The preceding list does not account for incentives.  Federal or regional incentives can cause dramatic shifts in the order listed above and must be included. Yield must be considered as low yields of a high selling price bioproducts might not be “high value output.”  Facilities might also produce multiple products and the establishment of relative competitive position applies to the total output of the project. Target market is the first independent variable.

2.  Raw Materials

In all of the projects with which we are familiar, raw material contributes the most to operating cost. It is typical for raw material to represent at least 50% of operating cost. As such it is the single most important operating variable.  Security of feedstock supply is critical and needs evaluation. Categories of biomass streams, ranked lowest to highest cost (best first), include:

•    Waste from another business or process
•    Spent crops, which are a special example of a waste stream
•    Forest slash or thinnings
•    Energy crops
•    Whole tree chips
•    White wood chips

The cost of these raw materials varies by geographical regions and can be re-ranked for any particular project. It is important to emphasize that the use of a high cost raw material is not an automatic reason to assume low project performance. High performance in other criteria like target markets may justify the use of higher cost raw materials. Raw material is the second independent variable.

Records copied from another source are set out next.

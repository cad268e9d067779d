//! HTTP transport
//!
//! # API Endpoints
//!
//! ## ANY /check/{policy}
//!
//! Runs an admission check for the caller against the named policy. The caller
//! is identified as the policy is configured to (client IP by default, or a
//! request header).
//!
//! - `204 No Content` when admitted
//! - the policy's status and message (default `429 Too Many Requests`) when
//!   denied
//! - `500 Internal Server Error` when the caller cannot be identified or the
//!   store fails
//!
//! Admitted and denied responses carry `rate-limit-limit`,
//! `rate-limit-remaining` and `rate-limit-reset` headers.
//!
//! ## GET /policies
//!
//! JSON list of the configured policies.
//!
//! ## GET /metrics
//!
//! Prometheus text format metrics.
//!
//! ## GET /health
//!
//! Health check endpoint. Returns "OK" with 200 status.

use super::Transport;
use crate::metrics::{Metrics, Outcome};
use crate::registry::{PolicySummary, Registry};
use anyhow::{Context, Result};
use async_trait::async_trait;
use axum::extract::{Request, State};
use axum::http::{StatusCode, header};
use axum::middleware::{self, Next};
use axum::response::{IntoResponse, Json, Response};
use axum::routing::{any, get};
use axum::Router;
use loopguard::RATE_LIMIT_REMAINING;
use std::net::SocketAddr;
use std::sync::Arc;
use tokio::signal;

/// HTTP transport implementation
pub struct HttpTransport {
    addr: SocketAddr,
}

impl HttpTransport {
    pub fn new(host: &str, port: u16) -> Result<Self> {
        let addr = format!("{host}:{port}")
            .parse()
            .with_context(|| format!("Invalid listen address {host}:{port}"))?;
        Ok(Self { addr })
    }
}

#[async_trait]
impl Transport for HttpTransport {
    async fn start(self, registry: Registry, metrics: Arc<Metrics>) -> Result<()> {
        let app = router(registry, metrics);

        let listener = tokio::net::TcpListener::bind(self.addr)
            .await
            .with_context(|| format!("Failed to bind {}", self.addr))?;
        tracing::info!("HTTP server listening on {}", self.addr);

        axum::serve(
            listener,
            app.into_make_service_with_connect_info::<SocketAddr>(),
        )
        .with_graceful_shutdown(shutdown_signal())
        .await?;

        tracing::info!("HTTP server stopped");
        Ok(())
    }
}

#[derive(Clone)]
struct AppState {
    registry: Registry,
    metrics: Arc<Metrics>,
}

/// Metrics sink for the outcomes of one policy route
#[derive(Clone)]
struct Observed {
    policy: Arc<str>,
    metrics: Arc<Metrics>,
}

/// Build the HTTP router serving every policy in `registry`
///
/// The router must be served with connect info for IP-identified policies to
/// see the peer address.
pub fn router(registry: Registry, metrics: Arc<Metrics>) -> Router {
    let mut app = Router::new()
        .route("/health", get(|| async { "OK" }))
        .route("/metrics", get(handle_metrics))
        .route("/policies", get(handle_policies));

    for named in registry.policies() {
        let observed = Observed {
            policy: Arc::from(named.name.as_str()),
            metrics: metrics.clone(),
        };
        let check = any(handle_admitted)
            .layer(named.policy.clone())
            .layer(middleware::from_fn_with_state(observed, observe));
        app = app.route(&format!("/check/{}", named.name), check);
    }

    app.with_state(AppState { registry, metrics })
}

async fn handle_admitted() -> StatusCode {
    StatusCode::NO_CONTENT
}

async fn handle_metrics(State(state): State<AppState>) -> impl IntoResponse {
    state
        .metrics
        .update_active_keys(state.registry.store().len());
    (
        [(header::CONTENT_TYPE, "text/plain; version=0.0.4")],
        state.metrics.export_prometheus(),
    )
}

async fn handle_policies(State(state): State<AppState>) -> Json<Vec<PolicySummary>> {
    Json(state.registry.summaries())
}

async fn observe(State(observed): State<Observed>, request: Request, next: Next) -> Response {
    let response = next.run(request).await;
    observed
        .metrics
        .record(&observed.policy, classify(&response));
    response
}

// Denials are the only failures that carry rate-limit headers
fn classify(response: &Response) -> Outcome {
    if response.status().is_success() {
        Outcome::Allowed
    } else if response.headers().contains_key(RATE_LIMIT_REMAINING) {
        Outcome::Denied
    } else {
        Outcome::Error
    }
}

async fn shutdown_signal() {
    let ctrl_c = async {
        if let Err(err) = signal::ctrl_c().await {
            tracing::error!("Failed to install Ctrl+C handler: {}", err);
            std::future::pending::<()>().await;
        }
    };

    #[cfg(unix)]
    let terminate = async {
        match signal::unix::signal(signal::unix::SignalKind::terminate()) {
            Ok(mut sig) => {
                sig.recv().await;
            }
            Err(err) => {
                tracing::error!("Failed to install SIGTERM handler: {}", err);
                std::future::pending::<()>().await;
            }
        }
    };

    #[cfg(not(unix))]
    let terminate = std::future::pending::<()>();

    tokio::select! {
        _ = ctrl_c => {
            tracing::info!("Received Ctrl+C, initiating graceful shutdown");
        }
        _ = terminate => {
            tracing::info!("Received SIGTERM, initiating graceful shutdown");
        }
    }
}
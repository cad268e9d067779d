//! Simple metrics collection for observability
//!
//! Lightweight per-policy counters built on atomics. The set of policies is
//! fixed at startup, so recording never allocates or locks.

use std::collections::HashMap;
use std::fmt::Write;
use std::sync::atomic::{AtomicU64, AtomicUsize, Ordering};
use std::time::Instant;

/// Outcome of one admission check, as observed by the server
#[derive(Debug, Clone, Copy, PartialEq, Eq)]
pub enum Outcome {
    Allowed,
    Denied,
    Error,
}

/// Decision counters of a single policy
#[derive(Debug, Default)]
pub struct PolicyMetrics {
    pub allowed: AtomicU64,
    pub denied: AtomicU64,
    pub errors: AtomicU64,
}

impl PolicyMetrics {
    fn counter(&self, outcome: Outcome) -> &AtomicU64 {
        match outcome {
            Outcome::Allowed => &self.allowed,
            Outcome::Denied => &self.denied,
            Outcome::Error => &self.errors,
        }
    }

    fn record(&self, outcome: Outcome) {
        self.counter(outcome).fetch_add(1, Ordering::Relaxed);
    }

    pub fn get(&self, outcome: Outcome) -> u64 {
        self.counter(outcome).load(Ordering::Relaxed)
    }
}

/// Core metrics collected by the server
#[derive(Debug)]
pub struct Metrics {
    start_time: Instant,
    // Ordered as configured, for stable export
    names: Vec<String>,
    policies: HashMap<String, PolicyMetrics>,
    /// Keys currently held by the counter store
    pub active_keys: AtomicUsize,
}

impl Metrics {
    pub fn new<'a>(policy_names: impl IntoIterator<Item = &'a str>) -> Self {
        let names: Vec<String> = policy_names.into_iter().map(str::to_string).collect();
        let policies = names
            .iter()
            .map(|name| (name.clone(), PolicyMetrics::default()))
            .collect();

        Self {
            start_time: Instant::now(),
            names,
            policies,
            active_keys: AtomicUsize::new(0),
        }
    }

    /// Record the outcome of one check against `policy`
    ///
    /// Unknown policy names are ignored.
    pub fn record(&self, policy: &str, outcome: Outcome) {
        if let Some(metrics) = self.policies.get(policy) {
            metrics.record(outcome);
        }
    }

    pub fn policy(&self, name: &str) -> Option<&PolicyMetrics> {
        self.policies.get(name)
    }

    pub fn update_active_keys(&self, count: usize) {
        self.active_keys.store(count, Ordering::Relaxed);
    }

    /// Get server uptime in seconds
    pub fn uptime_seconds(&self) -> u64 {
        self.start_time.elapsed().as_secs()
    }

    fn totals(&self) -> (u64, u64, u64) {
        self.policies
            .values()
            .fold((0, 0, 0), |(allowed, denied, errors), metrics| {
                (
                    allowed + metrics.get(Outcome::Allowed),
                    denied + metrics.get(Outcome::Denied),
                    errors + metrics.get(Outcome::Error),
                )
            })
    }

    /// Export metrics in Prometheus text format
    pub fn export_prometheus(&self) -> String {
        let mut output = String::with_capacity(512 + self.names.len() * 256);

        // Writing to a String cannot fail
        let _ = self.write_prometheus(&mut output);
        output
    }

    fn write_prometheus(&self, out: &mut String) -> std::fmt::Result {
        writeln!(
            out,
            "# HELP loopguard_uptime_seconds Time since server start in seconds"
        )?;
        writeln!(out, "# TYPE loopguard_uptime_seconds gauge")?;
        writeln!(out, "loopguard_uptime_seconds {}\n", self.uptime_seconds())?;

        let (allowed, denied, errors) = self.totals();
        writeln!(
            out,
            "# HELP loopguard_requests_total Total number of admission checks"
        )?;
        writeln!(out, "# TYPE loopguard_requests_total counter")?;
        writeln!(out, "loopguard_requests_total {}\n", allowed + denied + errors)?;

        for (metric, help, outcome) in [
            (
                "loopguard_requests_allowed",
                "Requests admitted by policy",
                Outcome::Allowed,
            ),
            (
                "loopguard_requests_denied",
                "Requests denied by policy",
                Outcome::Denied,
            ),
            (
                "loopguard_requests_errors",
                "Checks that failed with an internal error by policy",
                Outcome::Error,
            ),
        ] {
            writeln!(out, "# HELP {metric} {help}")?;
            writeln!(out, "# TYPE {metric} counter")?;
            for name in &self.names {
                if let Some(metrics) = self.policies.get(name) {
                    writeln!(out, "{metric}{{policy=\"{name}\"}} {}", metrics.get(outcome))?;
                }
            }
            writeln!(out)?;
        }

        writeln!(
            out,
            "# HELP loopguard_active_keys Number of counters held by the store"
        )?;
        writeln!(out, "# TYPE loopguard_active_keys gauge")?;
        writeln!(
            out,
            "loopguard_active_keys {}",
            self.active_keys.load(Ordering::Relaxed)
        )?;

        Ok(())
    }
}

Figure 1 is a graphic representation of the outcome of selecting target markets, raw materials and the best technology to transform raw materials into the high value outputs. In this example the technology is the dependent variable and typically is selected third. It is an outcome of selecting the market and the raw material.

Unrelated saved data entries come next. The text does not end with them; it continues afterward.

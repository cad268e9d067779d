//! Fixed-window admission controller
//!
//! A [`Controller`] pairs one [`Quota`] with a shared [`Store`] and makes
//! admission decisions for store keys. Each decision reads the counter,
//! compares it against the quota and, when admitted, increments and writes it
//! back, all inside one critical section for that key. Separate check and
//! record calls would let concurrent requests for one identity all observe
//! spare capacity before any of them increments.

use super::{Counter, Quota, Store, ThrottleError, Ttl};
use parking_lot::Mutex;
use std::hash::BuildHasher;
use std::sync::Arc;
use std::time::{Duration, SystemTime};

#[cfg(feature = "ahash")]
use ahash::RandomState;
#[cfg(not(feature = "ahash"))]
use std::collections::hash_map::RandomState;

const DEFAULT_LOCK_SHARDS: usize = 64;

/// Outcome of a single admission decision
///
/// Computed per request, reported to the caller and then discarded.
#[derive(Debug, Clone, Copy, PartialEq, Eq)]
pub struct Decision {
    /// Whether the access was admitted (and recorded)
    pub allowed: bool,
    /// The quota's request limit
    pub limit: u64,
    /// Accesses left in the current window after this decision
    pub remaining: u64,
    /// When the current window ends
    pub reset_at: SystemTime,
}

impl Decision {
    /// Time left until the window resets, zero once it has passed
    pub fn retry_after(&self, now: SystemTime) -> Duration {
        self.reset_at.duration_since(now).unwrap_or(Duration::ZERO)
    }
}

/// Admission controller for one quota
///
/// Keys are hashed onto a fixed set of lock shards, so decisions for the same
/// key are strictly serialized while unrelated keys mostly proceed in
/// parallel. Controllers never share locks with each other.
///
/// # Example
///
/// ```
/// use loopguard::{Controller, MemoryStore, Quota};
/// use std::sync::Arc;
/// use std::time::SystemTime;
///
/// let controller = Controller::new(Quota::per_minute(2).unwrap(), Arc::new(MemoryStore::new()));
/// let now = SystemTime::now();
///
/// assert!(controller.try_consume("1.2.3.4", now).unwrap().allowed);
/// assert!(controller.try_consume("1.2.3.4", now).unwrap().allowed);
/// let denied = controller.try_consume("1.2.3.4", now).unwrap();
/// assert!(!denied.allowed);
/// assert_eq!(denied.remaining, 0);
/// ```
pub struct Controller {
    quota: Quota,
    store: Arc<dyn Store>,
    locks: Box<[Mutex<()>]>,
    hasher: RandomState,
}

impl Controller {
    /// Create a controller for `quota` backed by `store`
    pub fn new(quota: Quota, store: Arc<dyn Store>) -> Self {
        Self::with_lock_shards(quota, store, DEFAULT_LOCK_SHARDS)
    }

    /// Create a controller with a specific number of lock shards
    ///
    /// A single shard serializes every key under this quota.
    pub fn with_lock_shards(quota: Quota, store: Arc<dyn Store>, shards: usize) -> Self {
        let shards = shards.max(1);
        Controller {
            quota,
            store,
            locks: (0..shards).map(|_| Mutex::new(())).collect(),
            hasher: RandomState::new(),
        }
    }

    pub fn quota(&self) -> Quota {
        self.quota
    }

    fn lock_for(&self, key: &str) -> &Mutex<()> {
        let index = (self.hasher.hash_one(key) as usize) % self.locks.len();
        &self.locks[index]
    }

    /// Read the counter for `key`, treating missing or stale entries as a
    /// fresh empty window starting at `now`. Never writes.
    fn load(&self, key: &str, now: SystemTime) -> Result<Counter, ThrottleError> {
        let stored = self.store.get(key, now).map_err(ThrottleError::Store)?;
        Ok(match stored {
            Some(counter) if counter.is_fresh(now) => counter,
            _ => Counter::new(now, self.quota.window()),
        })
    }

    fn save(&self, key: &str, counter: Counter, now: SystemTime) -> Result<(), ThrottleError> {
        // The entry is useless once its window has elapsed
        let ttl = Ttl::After(counter.reset_at().duration_since(now).unwrap_or(Duration::ZERO));
        self.store
            .set(key, counter, ttl, now)
            .map_err(ThrottleError::Store)
    }

    /// Effective number of accesses recorded for `key` in the current window
    pub fn current_count(&self, key: &str, now: SystemTime) -> Result<u64, ThrottleError> {
        Ok(self.load(key, now)?.effective_count(now))
    }

    /// Whether `key` has used up its quota for the current window
    pub fn is_over_quota(&self, key: &str, now: SystemTime) -> Result<bool, ThrottleError> {
        Ok(self.current_count(key, now)? >= self.quota.limit())
    }

    /// Accesses left for `key` in the current window, never negative
    pub fn remaining_capacity(&self, key: &str, now: SystemTime) -> Result<u64, ThrottleError> {
        Ok(self.quota.limit().saturating_sub(self.current_count(key, now)?))
    }

    /// When the current window for `key` ends
    pub fn reset_at(&self, key: &str, now: SystemTime) -> Result<SystemTime, ThrottleError> {
        Ok(self.load(key, now)?.reset_at())
    }

    /// Record one access for `key` without checking the quota
    pub fn record_access(&self, key: &str, now: SystemTime) -> Result<(), ThrottleError> {
        let _guard = self.lock_for(key).lock();
        let mut counter = self.load(key, now)?;
        counter.record_access(now);
        self.save(key, counter, now)
    }

    /// Admit and record one access for `key` if the quota allows it
    ///
    /// The read, the decision and the write happen under the key's lock, so
    /// no more than `limit` accesses are admitted per window regardless of
    /// concurrency. Denied accesses are not recorded.
    ///
    /// # Errors
    ///
    /// Returns [`ThrottleError::Store`] if the store fails. Callers should
    /// treat that as "capacity unknown" and not admit the request.
    pub fn try_consume(&self, key: &str, now: SystemTime) -> Result<Decision, ThrottleError> {
        let limit = self.quota.limit();
        let _guard = self.lock_for(key).lock();

        let mut counter = self.load(key, now)?;
        let used = counter.effective_count(now);

        if used >= limit {
            tracing::trace!(key, used, limit, "Access denied");
            return Ok(Decision {
                allowed: false,
                limit,
                remaining: 0,
                reset_at: counter.reset_at(),
            });
        }

        counter.record_access(now);
        self.save(key, counter, now)?;

        tracing::trace!(key, used = counter.count(), limit, "Access admitted");
        Ok(Decision {
            allowed: true,
            limit,
            remaining: limit.saturating_sub(counter.count()),
            reset_at: counter.reset_at(),
        })
    }
}

impl std::fmt::Debug for Controller {
    fn fmt(&self, f: &mut std::fmt::Formatter<'_>) -> std::fmt::Result {
        f.debug_struct("Controller")
            .field("quota", &self.quota)
            .field("lock_shards", &self.locks.len())
            .finish()
    }
}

3.  Horizontal Integration

Horizontal integration means that the project facility is integrated with a sustainable, successful business facility as described below, and is focused on the efficiency and operating cost of the overall process.  Integration must be done in a way that provides economic benefit to the biomass facility and ideally for both facilities. Categories of horizontal integration starting with the best are:

•    Integrated products (e.g., recovered steam from a thermal process sold to a host),
•    Shared utilities (e.g., common fresh water feed, common boilers, common substations, effluent treatment, cogeneration, etc.),
•    Shared land use (e.g., growing energy crops between grape vines in vineyards) and
•    Shared administrative support.

Co-production of sugar, sugar ethanol and cellulosic ethanol from bagasse is an example of an integrated facility with high potential for success. This process couples two CSF’s by combining low-cost raw material and horizontal integration. The sugar cane is grown, harvested and transported for the sugar mills. Most sugar mills have solid fuel boilers to burn some of the bagasse for process heat. So this waste material exists at a site with compatible boilers.  Some or all of the bagasse can be converted into cellulosic chemicals and the waste streams from the cellulosic processes can be sent to the solid fuel boilers. This example of horizontal integration can provide nearly 100 % mass utilization. Integration like this leads to higher efficiency. Higher efficiency leads to lower operating cost and more sustainable use of the raw material. Sustainability is a more meaningful measure of success than renewability.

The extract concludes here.